▼
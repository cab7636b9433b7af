//! Network reachability model.
//!
//! The host platform reports its active network through the
//! [`Connectivity`] trait. Only two facts matter to the sync gate: whether
//! the network is connected (or connecting) and whether it is metered
//! mobile data.

use core::fmt;
use core::str::FromStr;

use serde::{Deserialize, Serialize};

/// Kind of the active network.
#[derive(Debug, Clone, Copy, PartialEq, Eq, Hash, Serialize, Deserialize)]
#[serde(rename_all = "snake_case")]
#[non_exhaustive]
pub enum NetworkType {
    /// Cellular data.
    Mobile,
    /// Cellular data over a tethering (dial-up networking) APN.
    MobileDun,
    /// Wireless LAN.
    Wifi,
    /// Wired LAN.
    Ethernet,
    /// Bluetooth tethering.
    Bluetooth,
    /// Virtual private network.
    Vpn,
    /// Anything else.
    Other,
}

impl NetworkType {
    /// Whether this is a metered mobile connection.
    #[must_use]
    pub fn is_mobile(&self) -> bool {
        matches!(self, NetworkType::Mobile | NetworkType::MobileDun)
    }
}

impl fmt::Display for NetworkType {
    fn fmt(&self, f: &mut fmt::Formatter<'_>) -> fmt::Result {
        let name = match self {
            NetworkType::Mobile => "mobile",
            NetworkType::MobileDun => "mobile_dun",
            NetworkType::Wifi => "wifi",
            NetworkType::Ethernet => "ethernet",
            NetworkType::Bluetooth => "bluetooth",
            NetworkType::Vpn => "vpn",
            NetworkType::Other => "other",
        };
        f.write_str(name)
    }
}

impl FromStr for NetworkType {
    type Err = String;

    fn from_str(s: &str) -> Result<Self, Self::Err> {
        match s.to_ascii_lowercase().replace('-', "_").as_str() {
            "mobile" | "cellular" => Ok(NetworkType::Mobile),
            "mobile_dun" => Ok(NetworkType::MobileDun),
            "wifi" => Ok(NetworkType::Wifi),
            "ethernet" => Ok(NetworkType::Ethernet),
            "bluetooth" => Ok(NetworkType::Bluetooth),
            "vpn" => Ok(NetworkType::Vpn),
            "other" => Ok(NetworkType::Other),
            _ => Err(format!("unknown network type '{}'", s)),
        }
    }
}

/// Connection state of a network.
#[derive(Debug, Clone, Copy, PartialEq, Eq, Hash, Serialize, Deserialize)]
#[serde(rename_all = "snake_case")]
pub enum NetworkState {
    Connecting,
    Connected,
    Disconnecting,
    Disconnected,
}

/// The host's active network.
#[derive(Debug, Clone, Copy, PartialEq, Eq, Serialize, Deserialize)]
pub struct NetworkInfo {
    pub network_type: NetworkType,
    pub state: NetworkState,
}

impl NetworkInfo {
    /// A connected network of the given type.
    pub fn connected(network_type: NetworkType) -> Self {
        Self {
            network_type,
            state: NetworkState::Connected,
        }
    }

    /// Whether data can flow now or shortly.
    #[must_use]
    pub fn is_connected_or_connecting(&self) -> bool {
        matches!(
            self.state,
            NetworkState::Connected | NetworkState::Connecting
        )
    }

    /// Whether the network is metered mobile data.
    #[must_use]
    pub fn is_mobile(&self) -> bool {
        self.network_type.is_mobile()
    }
}

/// Source of the host's active network.
pub trait Connectivity: Send + Sync {
    /// The active network, or `None` when there is none.
    fn active_network(&self) -> Option<NetworkInfo>;
}

/// Connectivity with a fixed active network.
///
/// Used by hosts without a platform connectivity service (the CLI takes the
/// value from its configuration) and by tests.
#[derive(Debug, Clone, Copy, Default)]
pub struct StaticConnectivity {
    network: Option<NetworkInfo>,
}

impl StaticConnectivity {
    /// Create with the given active network.
    pub fn new(network: Option<NetworkInfo>) -> Self {
        Self { network }
    }
}

impl Connectivity for StaticConnectivity {
    fn active_network(&self) -> Option<NetworkInfo> {
        self.network
    }
}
▲
[WORK TASK] Nothing in the records may change; write them out again in full.

[OUTPUT FOR THIS TASK]
repository cab7636b9433b7af
//! Network reachability model.
//!
//! The host platform reports its active network through the
//! [`Connectivity`] trait. Only two facts matter to the sync gate: whether
//! the network is connected (or connecting) and whether it is metered
//! mobile data.

use core::fmt;
use core::str::FromStr;

use serde::{Deserialize, Serialize};

/// Kind of the active network.
#[derive(Debug, Clone, Copy, PartialEq, Eq, Hash, Serialize, Deserialize)]
#[serde(rename_all = "snake_case")]
#[non_exhaustive]
pub enum NetworkType {
    /// Cellular data.
    Mobile,
    /// Cellular data over a tethering (dial-up networking) APN.
    MobileDun,
    /// Wireless LAN.
    Wifi,
    /// Wired LAN.
    Ethernet,
    /// Bluetooth tethering.
    Bluetooth,
    /// Virtual private network.
    Vpn,
    /// Anything else.
    Other,
}

impl NetworkType {
    /// Whether this is a metered mobile connection.
    #[must_use]
    pub fn is_mobile(&self) -> bool {
        matches!(self, NetworkType::Mobile | NetworkType::MobileDun)
    }
}

impl fmt::Display for NetworkType {
    fn fmt(&self, f: &mut fmt::Formatter<'_>) -> fmt::Result {
        let name = match self {
            NetworkType::Mobile => "mobile",
            NetworkType::MobileDun => "mobile_dun",
            NetworkType::Wifi => "wifi",
            NetworkType::Ethernet => "ethernet",
            NetworkType::Bluetooth => "bluetooth",
            NetworkType::Vpn => "vpn",
            NetworkType::Other => "other",
        };
        f.write_str(name)
    }
}

impl FromStr for NetworkType {
    type Err = String;

    fn from_str(s: &str) -> Result<Self, Self::Err> {
        match s.to_ascii_lowercase().replace('-', "_").as_str() {
            "mobile" | "cellular" => Ok(NetworkType::Mobile),
            "mobile_dun" => Ok(NetworkType::MobileDun),
            "wifi" => Ok(NetworkType::Wifi),
            "ethernet" => Ok(NetworkType::Ethernet),
            "bluetooth" => Ok(NetworkType::Bluetooth),
            "vpn" => Ok(NetworkType::Vpn),
            "other" => Ok(NetworkType::Other),
            _ => Err(format!("unknown network type '{}'", s)),
        }
    }
}

/// Connection state of a network.
#[derive(Debug, Clone, Copy, PartialEq, Eq, Hash, Serialize, Deserialize)]
#[serde(rename_all = "snake_case")]
pub enum NetworkState {
    Connecting,
    Connected,
    Disconnecting,
    Disconnected,
}

/// The host's active network.
#[derive(Debug, Clone, Copy, PartialEq, Eq, Serialize, Deserialize)]
pub struct NetworkInfo {
    pub network_type: NetworkType,
    pub state: NetworkState,
}

impl NetworkInfo {
    /// A connected network of the given type.
    pub fn connected(network_type: NetworkType) -> Self {
        Self {
            network_type,
            state: NetworkState::Connected,
        }
    }

    /// Whether data can flow now or shortly.
    #[must_use]
    pub fn is_connected_or_connecting(&self) -> bool {
        matches!(
            self.state,
            NetworkState::Connected | NetworkState::Connecting
        )
    }

    /// Whether the network is metered mobile data.
    #[must_use]
    pub fn is_mobile(&self) -> bool {
        self.network_type.is_mobile()
    }
}

/// Source of the host's active network.
pub trait Connectivity: Send + Sync {
    /// The active network, or `None` when there is none.
    fn active_network(&self) -> Option<NetworkInfo>;
}

/// Connectivity with a fixed active network.
///
/// Used by hosts without a platform connectivity service (the CLI takes the
/// value from its configuration) and by tests.
#[derive(Debug, Clone, Copy, Default)]
pub struct StaticConnectivity {
    network: Option<NetworkInfo>,
}

impl StaticConnectivity {
    /// Create with the given active network.
    pub fn new(network: Option<NetworkInfo>) -> Self {
        Self { network }
    }
}

impl Connectivity for StaticConnectivity {
    fn active_network(&self) -> Option<NetworkInfo> {
        self.network
    }
}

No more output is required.